I’m using the image of Maiya as she’s a schoolteacher meerkat (and ex-secret agent but that’s another story). The point is that meerkats have been found to teach their offspring. They create a sandpit and incrementally teach little meerkats to kill scorpions. They first put a dead scorpion in the pit, and once the young meerkat pup can deal with that, they’ll put a live scorpion in there with its sting removed, and if they can kill the scorpion they’ll then put one in with its sting intact. Once they can kill that the pup has graduated from scorpion academy.
Basically all the elements of learning design are in there: there’s cognitive apprenticeship, experiential learning, zone of proximal development, learning pathway, teacher intervention, assessment, and peer support (other meerkits are watching). The students have their tools (OK claws) to attack the scorpion with. And if occasionally a scorpion kills a meerkit, well that just means your retention rates take a hit.
There’s no way to tell if any of our ancestors applied similar techniques, but assuming they did, it means we probably perfected learning design 10s of millions of years ago.
If anything all we’ve added are the ability to do teaching at a larger scale (lecture halls and MOOCs) so more economically, and add a metacognitive element (learners identify their own learning needs, they learn how to apply their skills to new challenges, like killing invasive species) so more flexibility. But that’s about it.
So what do we need educational research for?
Well for one, it’s good to know why it works, even if that’s just a matter of coming up with a name for things. But in a period of rapid technological change, there’s the fact that the sandpit changes, and the scorpions. All the time. But the claws get an update too. Technological changes and social change also mean that the only way to ensure your pups are always going to be able to adapt to those changes is by teaching them how to continue learning.
The scorpion/sandpit thing came to mind this week because I was at the Telford Schools Conference http://www.telfordeducationshowcase.co.uk/. I was talking about Educational Social Media, and I’ve been presenting stuff on this for schools since Coventry in 2009 where I held a workshop titled “Wikis and twitters and blogs? Oh my!” Is web 2.0 a road schools should be going down?
The answer then was a bit equivocal. This time though there was no difficulty selling the concept to the teachers. In fact a good proportion of them had already used some form of social media in their teaching. The barrier now is the institutions. There is a reticence to allow children to access their mobile phones in school, in case it leads to them using them all the time, and outside the class there’s still not a guarantee children will have access to the technology. Some schools are on systems that block access to twitter.

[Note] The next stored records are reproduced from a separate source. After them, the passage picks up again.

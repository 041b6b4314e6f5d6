//! Data contracts shared by the gate, the monitor and the stores.

use crate::error::FieldError;
use serde::{Deserialize, Serialize};
use time::format_description::well_known::Rfc3339;
use time::OffsetDateTime;

pub const DEVICE_ID_MAX_LEN: usize = 64;

/// RFC 3339 rendering for logs and API views ("2025-01-15T10:00:00Z").
pub fn rfc3339(at: OffsetDateTime) -> String {
    at.format(&Rfc3339).unwrap_or_else(|_| at.to_string())
}

#[derive(Debug, Clone, Copy, PartialEq, Eq, Serialize, Deserialize)]
#[serde(rename_all = "lowercase")]
pub enum DeviceStatus {
    Online,
    Offline,
}

/// Registry entry for one device. `status` is informational only: staleness
/// is always derived from `last_seen`.
#[derive(Debug, Clone, PartialEq, Serialize, Deserialize)]
pub struct Device {
    pub device_id: String,
    #[serde(with = "time::serde::rfc3339")]
    pub last_seen: OffsetDateTime,
    pub status: DeviceStatus,
}

/// A recorded offline episode. `last_seen` is the device checkpoint the
/// monitor observed and is the deduplication key.
#[derive(Debug, Clone, PartialEq, Serialize, Deserialize)]
pub struct Alert {
    pub id: String,
    pub device_id: String,
    #[serde(with = "time::serde::rfc3339")]
    pub detected_at: OffsetDateTime,
    #[serde(with = "time::serde::rfc3339")]
    pub last_seen: OffsetDateTime,
}

impl Alert {
    pub fn new(device_id: &str, detected_at: OffsetDateTime, last_seen: OffsetDateTime) -> Self {
        Self {
            id: uuid::Uuid::new_v4().to_string(),
            device_id: device_id.to_string(),
            detected_at,
            last_seen,
        }
    }
}

#[derive(Debug, Clone, Copy, PartialEq, Serialize, Deserialize)]
pub struct TelemetryMetrics {
    pub soc_percent: f64,
    pub voltage_v: f64,
    pub current_a: f64,
    pub temp_c: f64,
}

impl TelemetryMetrics {
    /// (name, value) pairs in a stable order, used by summaries.
    pub fn named(&self) -> [(&'static str, f64); 4] {
        [
            ("soc_percent", self.soc_percent),
            ("voltage_v", self.voltage_v),
            ("current_a", self.current_a),
            ("temp_c", self.temp_c),
        ]
    }
}

#[derive(Debug, Clone, PartialEq, Serialize, Deserialize)]
pub struct TelemetryRecord {
    pub device_id: String,
    #[serde(with = "time::serde::rfc3339")]
    pub timestamp: OffsetDateTime,
    pub metrics: TelemetryMetrics,
}

/// Inbound telemetry payload (`POST /telemetry`).
#[derive(Debug, Clone, Deserialize)]
pub struct TelemetrySubmission {
    pub device_id: String,
    #[serde(with = "time::serde::rfc3339")]
    pub timestamp: OffsetDateTime,
    pub metrics: TelemetryMetrics,
}

// (field, min, max) inclusive
const METRIC_BOUNDS: [(&str, f64, f64); 4] = [
    ("soc_percent", 0.0, 100.0),
    ("voltage_v", 200.0, 500.0),
    ("current_a", -100.0, 100.0),
    ("temp_c", -20.0, 60.0),
];

impl TelemetrySubmission {
    /// Checks the payload, collecting every field error instead of stopping
    /// at the first one.
    pub fn validate(&self) -> Result<(), Vec<FieldError>> {
        let mut errors = Vec::new();

        if let Err(msg) = validate_device_id(&self.device_id) {
            errors.push(FieldError::new(&["body", "device_id"], msg, "value_error"));
        }

        for ((name, value), (_, min, max)) in self.metrics.named().into_iter().zip(METRIC_BOUNDS) {
            if !value.is_finite() {
                errors.push(FieldError::new(
                    &["body", "metrics", name],
                    "value must be a finite number",
                    "finite_number",
                ));
            } else if value < min {
                errors.push(FieldError::new(
                    &["body", "metrics", name],
                    format!("value must be greater than or equal to {min}"),
                    "greater_than_equal",
                ));
            } else if value > max {
                errors.push(FieldError::new(
                    &["body", "metrics", name],
                    format!("value must be less than or equal to {max}"),
                    "less_than_equal",
                ));
            }
        }

        if errors.is_empty() {
            Ok(())
        } else {
            Err(errors)
        }
    }

    pub fn into_record(self) -> TelemetryRecord {
        TelemetryRecord {
            device_id: self.device_id,
            timestamp: self.timestamp,
            metrics: self.metrics,
        }
    }
}

pub fn validate_device_id(device_id: &str) -> Result<(), String> {
    if device_id.is_empty() || device_id.chars().count() > DEVICE_ID_MAX_LEN {
        return Err(format!(
            "device_id must be between 1 and {DEVICE_ID_MAX_LEN} characters"
        ));
    }
    if !device_id
        .chars()
        .all(|c| c.is_ascii_alphanumeric() || c == '-' || c == '_')
    {
        return Err(
            "device_id must be alphanumeric (letters, digits, hyphens, underscores)".to_string(),
        );
    }
    Ok(())
}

The fear is that social media are such a can of worms that introducing them is just asking for trouble. And since a lot of social media only allow registration if you’re above a certain age, often the children don’t want to admit to being on it.
The thing is, there really are some problems with social media usage. There’s exposure, by making social activities public, there’s stalking and cyberbullying and loads of other ways of being stung. Like sex ed classes, it’s a good idea to raise the ideas early, before there’s a chance of the damage occurring. And doing that in a safe sandpit like social media in a closed school system seems like a good idea. If bullying and inappropriate posts do occur, then the negative way of looking at this is that the school has facilitated this by putting up the social media system in the first place, but the positive response is to look at it as a teaching opportunity, to provide children with an opportunity to see why it’s wrong.
Unfortunately, although schools are now on board with this as a concept, it looks like local authorities are still shying away from it. Many actually ban teachers from being on FB for example. For them social media are just too dangerous to play with. Which is a bit of a step back from where the meerkats are at. At least they acknowledge they have a responsibility to teach their pups about the stuff that can sting you.